While the regulations state that GFHA must prohibit admission for certain types of criminal activity and give GFHA the option to deny for other types of previous criminal history, more recent HUD rules and OGC guidance must also be taken into consideration when determining whether a particular individual’s criminal history merits denial of admission.
When considering any denial of admission, PHAs may not use arrest records as the basis for the denial. Further, HUD does not require the adoption of “One Strike” policies and reminds PHAs of their obligation to safeguard the due process rights of applicants and tenants [Notice PIH 2015-19]. HUD’s Office of General Counsel issued a memo on April 4, 2016, regarding the application of Fair Housing Act standards to the use of criminal records. This memo states that a PHA violates the Fair Housing Act when their policy or practice has an unjustified discriminatory effect, even when the PHA had no intention to discriminate. Where a policy or practice that restricts admission based on criminal history has a disparate impact on a particular race, national origin, or other protected class, that policy or practice is in violation of the Fair Housing Act if it is not necessary to serve a substantial, legitimate, nondiscriminatory interest of the PHA, or if that interest could be served by another practice that has a less discriminatory effect [OGC Memo 4/4/16].
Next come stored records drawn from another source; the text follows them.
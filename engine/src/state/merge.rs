//! State merging: `open_merge`/`close_merge` bookkeeping and the join of two sibling states at an
//! equal program counter.

use std::{cell::RefCell, collections::BTreeSet, rc::Rc, sync::Arc};

use symbex_core::{ConstraintSet, expr::Expr};
use tracing::debug;

use super::{ExecutionState, StateId};

// MERGE GROUPS
// ================================================================================================

/// One `open_merge` region. Every state that ran through the corresponding `open_merge` (or was
/// forked from one that did) is registered here until it either closes the region or dies; the
/// merge scheduler releases the group's closed states once no open ones remain.
#[derive(Debug, Default)]
pub struct MergeGroup {
    open_states: usize,
    closed_states: Vec<StateId>,
}

pub type MergeGroupRef = Rc<RefCell<MergeGroup>>;

impl MergeGroup {
    /// A fresh group with the opening state already registered.
    pub fn new_ref() -> MergeGroupRef {
        Rc::new(RefCell::new(MergeGroup { open_states: 1, closed_states: Vec::new() }))
    }

    pub fn register_open(&mut self) {
        self.open_states += 1;
    }

    pub fn deregister_open(&mut self) {
        debug_assert!(self.open_states > 0, "deregistering from an empty merge group");
        self.open_states = self.open_states.saturating_sub(1);
    }

    /// Moves one state from the open to the closed set.
    pub fn close(&mut self, state: StateId) {
        self.deregister_open();
        self.closed_states.push(state);
    }

    pub fn open_count(&self) -> usize {
        self.open_states
    }

    pub fn closed_states(&self) -> &[StateId] {
        &self.closed_states
    }
}

// STATE MERGING
// ================================================================================================

impl ExecutionState {
    /// Attempts to fuse sibling state `b` into `self`.
    ///
    /// The merge succeeds only when both states sit at the same program counter with identical
    /// stack shapes, identical symbolics, identical address-space key sets, no active
    /// loop-analysis round, and no in-flight unwinding. On success every diverging local and
    /// memory byte becomes a `Select` on the join predicate and the constraint set becomes
    /// `common ∪ {inA ∨ inB}`; no solver calls are made.
    pub fn merge(&mut self, b: &ExecutionState) -> bool {
        debug!(a = %self.id, b = %b.id, "attempting state merge");
        if self.pc != b.pc {
            return false;
        }

        if self.loop_in_process.is_some() || b.loop_in_process.is_some() {
            debug!("merge unsupported during loop-invariant analysis");
            return false;
        }

        if self.unwinding_information.is_some() || b.unwinding_information.is_some() {
            debug!("merge refused for states with in-flight unwinding");
            return false;
        }

        if self.symbolics.len() != b.symbolics.len()
            || !self
                .symbolics
                .iter()
                .zip(b.symbolics.iter())
                .all(|((a_mo, a_arr), (b_mo, b_arr))| a_mo.id() == b_mo.id() && a_arr == b_arr)
        {
            return false;
        }

        if self.stack.len() != b.stack.len()
            || !self.stack.iter().zip(b.stack.iter()).all(|(x, y)| x.same_shape(y))
        {
            return false;
        }

        let a_constraints = self.constraints.as_set();
        let b_constraints = b.constraints.as_set();
        let common: BTreeSet<Expr> = a_constraints.intersection(b_constraints).cloned().collect();
        let a_suffix: Vec<Expr> = a_constraints.difference(&common).cloned().collect();
        let b_suffix: Vec<Expr> = b_constraints.difference(&common).cloned().collect();

        // Objects created since the fork must have been freed again, and no pre-existing object
        // may have been freed on only one side; otherwise addresses would resolve differently in
        // the merged state.
        if !self.address_space.same_key_set(&b.address_space) {
            debug!("mappings differ, merge refused");
            return false;
        }
        let mut mutated = Vec::new();
        for ((a_mo, a_os), (_, b_os)) in self.address_space.iter().zip(b.address_space.iter()) {
            if Arc::ptr_eq(a_os, b_os) {
                continue;
            }
            if a_os.read_only || !a_os.is_accessible() || !b_os.is_accessible() {
                debug!(object = %a_mo.id(), "mutated object not mergeable");
                return false;
            }
            mutated.push(a_mo.id());
        }

        let in_a = a_suffix.iter().fold(Expr::true_bool(), |acc, c| Expr::and(acc, c.clone()));
        let in_b = b_suffix.iter().fold(Expr::true_bool(), |acc, c| Expr::and(acc, c.clone()));

        for (a_frame, b_frame) in self.stack.iter_mut().zip(b.stack.iter()) {
            for (a_local, b_local) in a_frame.locals.iter_mut().zip(b_frame.locals.iter()) {
                // a register written on only one side is unusable after the join
                *a_local = match (a_local.take(), b_local) {
                    (Some(a_val), Some(b_val)) => {
                        Some(Expr::select(in_a.clone(), a_val, b_val.clone()))
                    },
                    _ => None,
                };
            }
        }

        for id in mutated {
            let b_os = b.address_space.find_object(id).expect("key sets match").clone();
            let wos = self.address_space.get_writeable(id).expect("key sets match");
            for offset in 0..b_os.size() {
                let a_byte = wos.read8(offset, false).expect("checked accessible");
                let b_byte = b_os.read8(offset, false).expect("checked accessible");
                wos.write8(offset, Expr::select(in_a.clone(), a_byte, b_byte));
            }
        }

        let mut constraints = ConstraintSet::new();
        for c in common {
            constraints.add(c);
        }
        constraints.add(Expr::or(in_a, in_b));
        self.constraints = constraints;

        debug!(merged = %self.id, "merge complete");
        true
    }
}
PHAs who impose blanket prohibitions on any person with any conviction record, no matter when the conviction occurred, what the underlying conduct entailed, or what the convicted person has done since then will be unable to show that such policy or practice is necessary to achieve a substantial, legitimate, nondiscriminatory interest. Even a PHA with a more tailored policy or practice that excludes individuals with only certain types of convictions must still prove that its policy is necessary. To do this, the PHA must show that its policy accurately distinguishes between criminal conduct that indicates a demonstrable risk to resident safety and property and criminal conduct that does not.
Forms of Denial [24 CFR 982.552(a)(2); HCV GB, p. 5-35] Denial of assistance includes any of the following:
Not placing the family's name on the waiting list
Denying or withdrawing a voucher
Not approving a request for tenancy or refusing to enter into a HAP contract
Refusing to process a request for or to provide assistance under portability procedures
Prohibited Reasons for Denial of Program Assistance [24 CFR 982.202(b), 24 CFR 5.2005(b)] HUD rules prohibit denial of program assistance to the program based on any of the following criteria:
Age, disability, race, color, religion, sex, or national origin (See Chapter 2 for additional information about fair housing and equal opportunity requirements.)
Where a family lives prior to admission to the program
Where the family will live with assistance under the program. Although eligibility is not affected by where the family will live, there may be restrictions on the family’s ability to move outside the PHA’s jurisdiction under portability. (See Chapter 10.)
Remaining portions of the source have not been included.